** EXTRACTED MATERIAL follows **
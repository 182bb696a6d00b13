// SPDX-License-Identifier: BUSL-1.1
// Copyright (c) 2026 Alfred Jean LLC

//! Lifecycle events published by a tracker.

use ot_core::{OperationStatus, ProgressReport};

/// Outcome of one applied poll result.
///
/// Every applied result produces a `Progress` event. A terminal result is
/// followed by exactly one of `Completed`, `Failed` or `Cancelled`.
#[derive(Debug, Clone, PartialEq)]
pub enum TrackerEvent {
    Progress { id: String, report: ProgressReport },
    Completed { id: String, report: ProgressReport },
    Failed { id: String, report: ProgressReport },
    Cancelled { id: String, report: ProgressReport },
}

impl TrackerEvent {
    /// Terminal event for a settled report, or `None` while it is still live.
    pub fn settled(id: &str, report: &ProgressReport) -> Option<Self> {
        let id = id.to_string();
        let report = report.clone();
        match report.status {
            OperationStatus::Completed => Some(Self::Completed { id, report }),
            OperationStatus::Error => Some(Self::Failed { id, report }),
            OperationStatus::Cancelled => Some(Self::Cancelled { id, report }),
            _ => None,
        }
    }

    pub fn id(&self) -> &str {
        match self {
            Self::Progress { id, .. }
            | Self::Completed { id, .. }
            | Self::Failed { id, .. }
            | Self::Cancelled { id, .. } => id,
        }
    }

    pub fn report(&self) -> &ProgressReport {
        match self {
            Self::Progress { report, .. }
            | Self::Completed { report, .. }
            | Self::Failed { report, .. }
            | Self::Cancelled { report, .. } => report,
        }
    }

    pub fn is_terminal(&self) -> bool {
        !matches!(self, Self::Progress { .. })
    }

    pub fn name(&self) -> &'static str {
        match self {
            Self::Progress { .. } => "progress",
            Self::Completed { .. } => "completed",
            Self::Failed { .. } => "failed",
            Self::Cancelled { .. } => "cancelled",
        }
    }
}

#[cfg(test)]
#[path = "event_tests.rs"]
mod tests;
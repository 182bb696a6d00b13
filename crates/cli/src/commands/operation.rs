// SPDX-License-Identifier: BUSL-1.1
// Copyright (c) 2026 Alfred Jean LLC

//! Registry command handlers

use anyhow::{bail, Result};
use clap::Subcommand;
use ot_core::{OperationKey, OperationStatus, SystemClock};
use ot_engine::CANCELLED_MESSAGE;
use ot_storage::{FileStore, OperationStore, Registry};

use crate::color;
use crate::config::Settings;
use crate::output::{format_operation_detail, format_operation_table, now_ms, print_json, OutputFormat};

#[derive(Subcommand)]
pub enum OperationCommand {
    /// List tracked operations
    List {
        /// Only operations of this type
        #[arg(long = "type", value_name = "TYPE")]
        kind: Option<String>,
        /// Only operations that are still running
        #[arg(long)]
        active: bool,
    },
    /// Show one tracked operation
    Show {
        #[arg(value_name = "TYPE")]
        kind: String,
        id: String,
    },
    /// Forget a tracked operation
    Remove {
        #[arg(value_name = "TYPE")]
        kind: String,
        id: String,
    },
    /// Drop records untouched for a day
    Cleanup {
        /// Also drop finished operations past the removal grace period
        #[arg(long)]
        settled: bool,
    },
    /// Mark an active operation as cancelled
    Cancel {
        #[arg(value_name = "TYPE")]
        kind: String,
        id: String,
    },
}

pub fn open_registry(settings: &Settings) -> Registry<FileStore> {
    Registry::open(FileStore::in_dir(&settings.state_dir), SystemClock)
}

pub fn handle(command: OperationCommand, settings: &Settings, format: OutputFormat) -> Result<()> {
    match command {
        OperationCommand::List { kind, active } => {
            let registry = open_registry(settings);
            let ops: Vec<_> = registry
                .operations()
                .into_iter()
                .filter(|op| kind.as_deref().is_none_or(|k| op.kind == k))
                .filter(|op| !active || op.is_active())
                .collect();
            match format {
                OutputFormat::Json => print_json(&ops)?,
                OutputFormat::Text if ops.is_empty() => println!("No tracked operations"),
                OutputFormat::Text => {
                    let mut lines = format_operation_table(&ops, now_ms()).into_iter();
                    if let Some(header) = lines.next() {
                        println!("{}", color::header(&header));
                    }
                    for (line, op) in lines.zip(&ops) {
                        println!("{}", color::status(&op.status, &line));
                    }
                }
            }
        }
        OperationCommand::Show { kind, id } => {
            let registry = open_registry(settings);
            let key = OperationKey::new(kind, id);
            let Some(op) = registry.get_operation(&key) else {
                bail!("no tracked operation {key}");
            };
            match format {
                OutputFormat::Json => print_json(&op)?,
                OutputFormat::Text => {
                    for line in format_operation_detail(&op) {
                        println!("{line}");
                    }
                }
            }
        }
        OperationCommand::Remove { kind, id } => {
            let registry = open_registry(settings);
            let key = OperationKey::new(kind, id);
            let Some(op) = registry.remove_operation(&key) else {
                bail!("no tracked operation {key}");
            };
            match format {
                OutputFormat::Json => print_json(&op)?,
                OutputFormat::Text => println!("Removed {key}"),
            }
        }
        OperationCommand::Cleanup { settled } => {
            let store = FileStore::in_dir(&settings.state_dir);
            let before = store.load().ok().flatten().map_or(0, |table| table.len());
            let registry = Registry::open(store, SystemClock);
            let expired = before.saturating_sub(registry.operations().len());
            let finished =
                if settled { registry.cleanup_settled_operations(settings.removal_grace) } else { 0 };
            match format {
                OutputFormat::Json => {
                    print_json(&serde_json::json!({ "expired": expired, "settled": finished }))?
                }
                OutputFormat::Text => {
                    println!("Removed {expired} expired and {finished} settled operation(s)")
                }
            }
        }
        OperationCommand::Cancel { kind, id } => {
            let registry = open_registry(settings);
            let key = OperationKey::new(kind, id);
            let Some(op) = registry.get_operation(&key) else {
                bail!("no tracked operation {key}");
            };
            if !op.is_active() {
                bail!("{key} is not active (status: {})", op.status);
            }
            registry.update_progress(&key, 0, OperationStatus::Cancelled, CANCELLED_MESSAGE);
            tracing::info!(operation_type = %key.kind, id = %key.id, "operation cancelled from cli");
            match format {
                OutputFormat::Json => print_json(&registry.get_operation(&key))?,
                OutputFormat::Text => println!("Cancelled {key}"),
            }
        }
    }
    Ok(())
}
** End of EXTRACTED MATERIAL **
#### ABOUT THIS TASK
Please transcribe the entries above exactly as written.

#### TASK ANSWER
repository 182bb696a6d00b13
// SPDX-License-Identifier: BUSL-1.1
// Copyright (c) 2026 Alfred Jean LLC

//! Lifecycle events published by a tracker.

use ot_core::{OperationStatus, ProgressReport};

/// Outcome of one applied poll result.
///
/// Every applied result produces a `Progress` event. A terminal result is
/// followed by exactly one of `Completed`, `Failed` or `Cancelled`.
#[derive(Debug, Clone, PartialEq)]
pub enum TrackerEvent {
    Progress { id: String, report: ProgressReport },
    Completed { id: String, report: ProgressReport },
    Failed { id: String, report: ProgressReport },
    Cancelled { id: String, report: ProgressReport },
}

impl TrackerEvent {
    /// Terminal event for a settled report, or `None` while it is still live.
    pub fn settled(id: &str, report: &ProgressReport) -> Option<Self> {
        let id = id.to_string();
        let report = report.clone();
        match report.status {
            OperationStatus::Completed => Some(Self::Completed { id, report }),
            OperationStatus::Error => Some(Self::Failed { id, report }),
            OperationStatus::Cancelled => Some(Self::Cancelled { id, report }),
            _ => None,
        }
    }

    pub fn id(&self) -> &str {
        match self {
            Self::Progress { id, .. }
            | Self::Completed { id, .. }
            | Self::Failed { id, .. }
            | Self::Cancelled { id, .. } => id,
        }
    }

    pub fn report(&self) -> &ProgressReport {
        match self {
            Self::Progress { report, .. }
            | Self::Completed { report, .. }
            | Self::Failed { report, .. }
            | Self::Cancelled { report, .. } => report,
        }
    }

    pub fn is_terminal(&self) -> bool {
        !matches!(self, Self::Progress { .. })
    }

    pub fn name(&self) -> &'static str {
        match self {
            Self::Progress { .. } => "progress",
            Self::Completed { .. } => "completed",
            Self::Failed { .. } => "failed",
            Self::Cancelled { .. } => "cancelled",
        }
    }
}

#[cfg(test)]
#[path = "event_tests.rs"]
mod tests;
repository 182bb696a6d00b13
filename crates/cli/src/commands/operation.rs
// SPDX-License-Identifier: BUSL-1.1
// Copyright (c) 2026 Alfred Jean LLC

//! Registry command handlers

use anyhow::{bail, Result};
use clap::Subcommand;
use ot_core::{OperationKey, OperationStatus, SystemClock};
use ot_engine::CANCELLED_MESSAGE;
use ot_storage::{FileStore, OperationStore, Registry};

use crate::color;
use crate::config::Settings;
use crate::output::{format_operation_detail, format_operation_table, now_ms, print_json, OutputFormat};

#[derive(Subcommand)]
pub enum OperationCommand {
    /// List tracked operations
    List {
        /// Only operations of this type
        #[arg(long = "type", value_name = "TYPE")]
        kind: Option<String>,
        /// Only operations that are still running
        #[arg(long)]
        active: bool,
    },
    /// Show one tracked operation
    Show {
        #[arg(value_name = "TYPE")]
        kind: String,
        id: String,
    },
    /// Forget a tracked operation
    Remove {
        #[arg(value_name = "TYPE")]
        kind: String,
        id: String,
    },
    /// Drop records untouched for a day
    Cleanup {
        /// Also drop finished operations past the removal grace period
        #[arg(long)]
        settled: bool,
    },
    /// Mark an active operation as cancelled
    Cancel {
        #[arg(value_name = "TYPE")]
        kind: String,
        id: String,
    },
}

pub fn open_registry(settings: &Settings) -> Registry<FileStore> {
    Registry::open(FileStore::in_dir(&settings.state_dir), SystemClock)
}

pub fn handle(command: OperationCommand, settings: &Settings, format: OutputFormat) -> Result<()> {
    match command {
        OperationCommand::List { kind, active } => {
            let registry = open_registry(settings);
            let ops: Vec<_> = registry
                .operations()
                .into_iter()
                .filter(|op| kind.as_deref().is_none_or(|k| op.kind == k))
                .filter(|op| !active || op.is_active())
                .collect();
            match format {
                OutputFormat::Json => print_json(&ops)?,
                OutputFormat::Text if ops.is_empty() => println!("No tracked operations"),
                OutputFormat::Text => {
                    let mut lines = format_operation_table(&ops, now_ms()).into_iter();
                    if let Some(header) = lines.next() {
                        println!("{}", color::header(&header));
                    }
                    for (line, op) in lines.zip(&ops) {
                        println!("{}", color::status(&op.status, &line));
                    }
                }
            }
        }
        OperationCommand::Show { kind, id } => {
            let registry = open_registry(settings);
            let key = OperationKey::new(kind, id);
            let Some(op) = registry.get_operation(&key) else {
                bail!("no tracked operation {key}");
            };
            match format {
                OutputFormat::Json => print_json(&op)?,
                OutputFormat::Text => {
                    for line in format_operation_detail(&op) {
                        println!("{line}");
                    }
                }
            }
        }
        OperationCommand::Remove { kind, id } => {
            let registry = open_registry(settings);
            let key = OperationKey::new(kind, id);
            let Some(op) = registry.remove_operation(&key) else {
                bail!("no tracked operation {key}");
            };
            match format {
                OutputFormat::Json => print_json(&op)?,
                OutputFormat::Text => println!("Removed {key}"),
            }
        }
        OperationCommand::Cleanup { settled } => {
            let store = FileStore::in_dir(&settings.state_dir);
            let before = store.load().ok().flatten().map_or(0, |table| table.len());
            let registry = Registry::open(store, SystemClock);
            let expired = before.saturating_sub(registry.operations().len());
            let finished =
                if settled { registry.cleanup_settled_operations(settings.removal_grace) } else { 0 };
            match format {
                OutputFormat::Json => {
                    print_json(&serde_json::json!({ "expired": expired, "settled": finished }))?
                }
                OutputFormat::Text => {
                    println!("Removed {expired} expired and {finished} settled operation(s)")
                }
            }
        }
        OperationCommand::Cancel { kind, id } => {
            let registry = open_registry(settings);
            let key = OperationKey::new(kind, id);
            let Some(op) = registry.get_operation(&key) else {
                bail!("no tracked operation {key}");
            };
            if !op.is_active() {
                bail!("{key} is not active (status: {})", op.status);
            }
            registry.update_progress(&key, 0, OperationStatus::Cancelled, CANCELLED_MESSAGE);
            tracing::info!(operation_type = %key.kind, id = %key.id, "operation cancelled from cli");
            match format {
                OutputFormat::Json => print_json(&registry.get_operation(&key))?,
                OutputFormat::Text => println!("Cancelled {key}"),
            }
        }
    }
    Ok(())
}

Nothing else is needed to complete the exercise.